● What this task involves
Keep every line in which "halt" occurs and drop the rest of the data.

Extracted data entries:

--

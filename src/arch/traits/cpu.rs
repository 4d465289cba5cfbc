//! Interface Abstrata de CPU (HAL).
//! Define as operações que qualquer arquitetura deve implementar.

/// Identidade de um núcleo de processamento.
pub type CoreId = u32;

pub trait CpuOps {
    /// Para a execução da CPU até a próxima interrupção (instrução HLT).
    /// Economiza energia em loops ociosos.
    fn halt();

    /// Desabilita interrupções globalmente (CLI).
    /// Crítico para seções atômicas no kernel.
    fn disable_interrupts();

    /// Habilita interrupções globalmente (STI).
    fn enable_interrupts();

    /// Verifica se as interrupções estão habilitadas.
    fn interrupts_enabled() -> bool;

    /// Retorna a identidade do núcleo atual.
    fn core_id() -> CoreId;

    /// Entra em loop infinito de halt com interrupções desabilitadas.
    /// Usado em pânicos irrecuperáveis.
    fn hang() -> ! {
        Self::disable_interrupts();
        loop {
            Self::halt();
        }
    }
}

--

● Written answer
    fn halt();
    /// Entra em loop infinito de halt com interrupções desabilitadas.
            Self::halt();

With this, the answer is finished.